I think I know why I dreamed of them. Yesterday was rough…the hardest day I’ve had since coming here. I’m not sure why, but I was hit with so much doubt, wondering if all this was actually worth it, if it was worth putting you through this justfor the chance to be with me. Wondering if I’d only let you down again.

Then I saw them and I remembered what I’m fighting for. Not just a life together, but a life with them…the family we could have. I never saw myself having kids before. It wasn’t even something I thought I wanted, but I think I do. I want it all with you, Dawson.

Everything we could possibly have in this life, I want to give you. A home. A family. A love that never ends.

A life worth living for.

Chapter 49

Theo

Journal Day 28

Mercury,

Well, this is it. My last day. It feels like I’ve spent a lifetime here.

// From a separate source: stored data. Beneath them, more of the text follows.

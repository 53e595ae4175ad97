//! # Pricer Models (L2: Business Logic)
//!
//! Reference simulators and products for the valuation coordinator.
//!
//! This crate provides:
//! - Simulators implementing the `pricer_core` simulator contracts
//!   (`simulators`): deterministic curves and correlated lognormal equities
//! - Products implementing the `pricer_core` product contract (`products`):
//!   fixed cashflows, European and Bermudan options
//! - Seeded per-path random numbers (`rng`)
//! - Closed-form prices used to check simulated values (`analytical`)
//!
//! ## Design Principles
//!
//! - **Path-indexed randomness**: a path's draws depend only on the model
//!   seed and the path index
//! - **Strict calendars**: simulators answer only at dates registered
//!   before `prepare`
//! - **Builder-style construction** that validates parameters up front

#![deny(missing_docs)]
#![deny(rustdoc::broken_intra_doc_links)]
#![deny(rustdoc::private_intra_doc_links)]

pub mod analytical;
pub mod products;
pub mod rng;
pub mod simulators;
//! CLI command implementations
//!
//! Each submodule implements a specific CLI command. All of them print
//! either a JSON document or a plain table on stdout.

pub mod check;
pub mod exposure;
pub mod paths;
pub mod value;

use clap::ValueEnum;
use serde::Serialize;

use crate::Result;

/// Output format of a command
#[derive(Debug, Clone, Copy, PartialEq, Eq, Default, ValueEnum)]
pub enum OutputFormat {
    Json,
    #[default]
    Table,
}

/// Print `report` as pretty JSON.
pub(crate) fn print_json<T: Serialize>(report: &T) -> Result<()> {
    println!("{}", serde_json::to_string_pretty(report)?);
    Ok(())
}

/// Render a boxed table with right-aligned cells.
pub(crate) fn render_table(headers: &[String], rows: &[Vec<String>]) -> String {
    let widths: Vec<usize> = headers
        .iter()
        .enumerate()
        .map(|(i, h)| {
            rows.iter()
                .filter_map(|row| row.get(i))
                .map(String::len)
                .chain(std::iter::once(h.len()))
                .max()
                .unwrap_or(0)
        })
        .collect();

    let rule = |left: &str, mid: &str, right: &str| {
        let segments: Vec<String> = widths.iter().map(|w| "─".repeat(w + 2)).collect();
        format!("{left}{}{right}", segments.join(mid))
    };
    let line = |cells: &[String]| {
        let padded: Vec<String> = widths
            .iter()
            .enumerate()
            .map(|(i, w)| format!(" {:>w$} ", cells.get(i).map_or("", String::as_str)))
            .collect();
        format!("│{}│", padded.join("│"))
    };

    let mut out = vec![rule("┌", "┬", "┐"), line(headers), rule("├", "┼", "┤")];
    out.extend(rows.iter().map(|row| line(row)));
    out.push(rule("└", "┴", "┘"));
    out.join("\n")
}

pub(crate) fn print_table(headers: &[String], rows: &[Vec<String>]) {
    println!("{}", render_table(headers, rows));
}

#[cfg(test)]
mod tests {
    use super::*;

    #[test]
    fn test_table_columns_fit_widest_cell() {
        let headers = vec!["Date".to_string(), "EPE".to_string()];
        let rows = vec![vec!["2025-07-01".to_string(), "1.5".to_string()]];
        let table = render_table(&headers, &rows);
        let lines: Vec<&str> = table.lines().collect();

        assert_eq!(lines.len(), 5);
        assert_eq!(lines[1], "│       Date │ EPE │");
        assert_eq!(lines[3], "│ 2025-07-01 │ 1.5 │");
        assert!(lines
            .iter()
            .all(|l| l.chars().count() == lines[0].chars().count()));
    }
}
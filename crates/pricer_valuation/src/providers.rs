//! Simulator slots and the observable-to-provider map.
//!
//! Slot 0 is always the numeraire simulator; auxiliary simulators follow in
//! the order they were supplied.

use std::collections::{BTreeSet, HashMap};

use pricer_core::traits::{NumeraireSimulator, Simulator};
use pricer_core::types::MarketObservable;

use crate::error::ConfigurationError;

/// The numeraire simulator and the auxiliary simulators of one valuation.
#[derive(Clone, Debug)]
pub struct SimulatorSet {
    numeraire: Box<dyn NumeraireSimulator>,
    auxiliary: Vec<Box<dyn Simulator>>,
}

impl SimulatorSet {
    /// Groups the simulators.
    pub fn new(numeraire: Box<dyn NumeraireSimulator>, auxiliary: Vec<Box<dyn Simulator>>) -> Self {
        Self {
            numeraire,
            auxiliary,
        }
    }

    /// Number of slots, including the numeraire simulator.
    pub fn len(&self) -> usize {
        1 + self.auxiliary.len()
    }

    /// Always `false`: the numeraire slot exists.
    pub fn is_empty(&self) -> bool {
        false
    }

    /// The numeraire simulator.
    pub fn numeraire(&self) -> &dyn NumeraireSimulator {
        self.numeraire.as_ref()
    }

    /// The numeraire simulator, mutably.
    pub fn numeraire_mut(&mut self) -> &mut dyn NumeraireSimulator {
        self.numeraire.as_mut()
    }

    /// Simulator in `slot`.
    ///
    /// # Panics
    ///
    /// If `slot >= self.len()`.
    pub fn get(&self, slot: usize) -> &dyn Simulator {
        match slot {
            0 => self.numeraire.as_simulator(),
            _ => self.auxiliary[slot - 1].as_ref(),
        }
    }

    /// Simulator in `slot`, mutably.
    ///
    /// # Panics
    ///
    /// If `slot >= self.len()`.
    pub fn get_mut(&mut self, slot: usize) -> &mut dyn Simulator {
        match slot {
            0 => self.numeraire.as_simulator_mut(),
            _ => self.auxiliary[slot - 1].as_mut(),
        }
    }

    /// Finds exactly one provider slot for every observable.
    ///
    /// Observables are checked in their natural order, so the reported
    /// observable is the same from run to run.
    ///
    /// # Errors
    ///
    /// - `ConfigurationError::AmbiguousProvider` if two simulators claim one
    /// - `ConfigurationError::MissingProvider` if none does
    pub fn associate(
        &self,
        observables: &BTreeSet<MarketObservable>,
    ) -> Result<HashMap<MarketObservable, usize>, ConfigurationError> {
        let mut providers = HashMap::with_capacity(observables.len());
        for observable in observables {
            let mut claimants = (0..self.len()).filter(|&s| self.get(s).provides_index(observable));
            let slot = claimants
                .next()
                .ok_or_else(|| ConfigurationError::MissingProvider {
                    observable: observable.clone(),
                })?;
            if claimants.next().is_some() {
                return Err(ConfigurationError::AmbiguousProvider {
                    observable: observable.clone(),
                });
            }
            providers.insert(observable.clone(), slot);
        }
        Ok(providers)
    }
}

Dr. Kay thinks I’ve made enough progress to move to outpatient status a couple of days early. I personally think a little Christmas spirit went into that decision, but who am I to argue?

Is it crazy that I’m actually fucking terrified?

I tried so hard not to think of this day when I first got here because it seemed so far off, but the last few days it was all I could think of. I’ve had so many questions on my mind that I gave myself a headache.

Would I feel different when I left? Would everything around me feel different? Would everyone treat me weird or walk oneggshells around me? Would I lose all my progress once I wasn’t here? Would you be proud of me?

Would you still want me?

Will you still be there when I come home to you?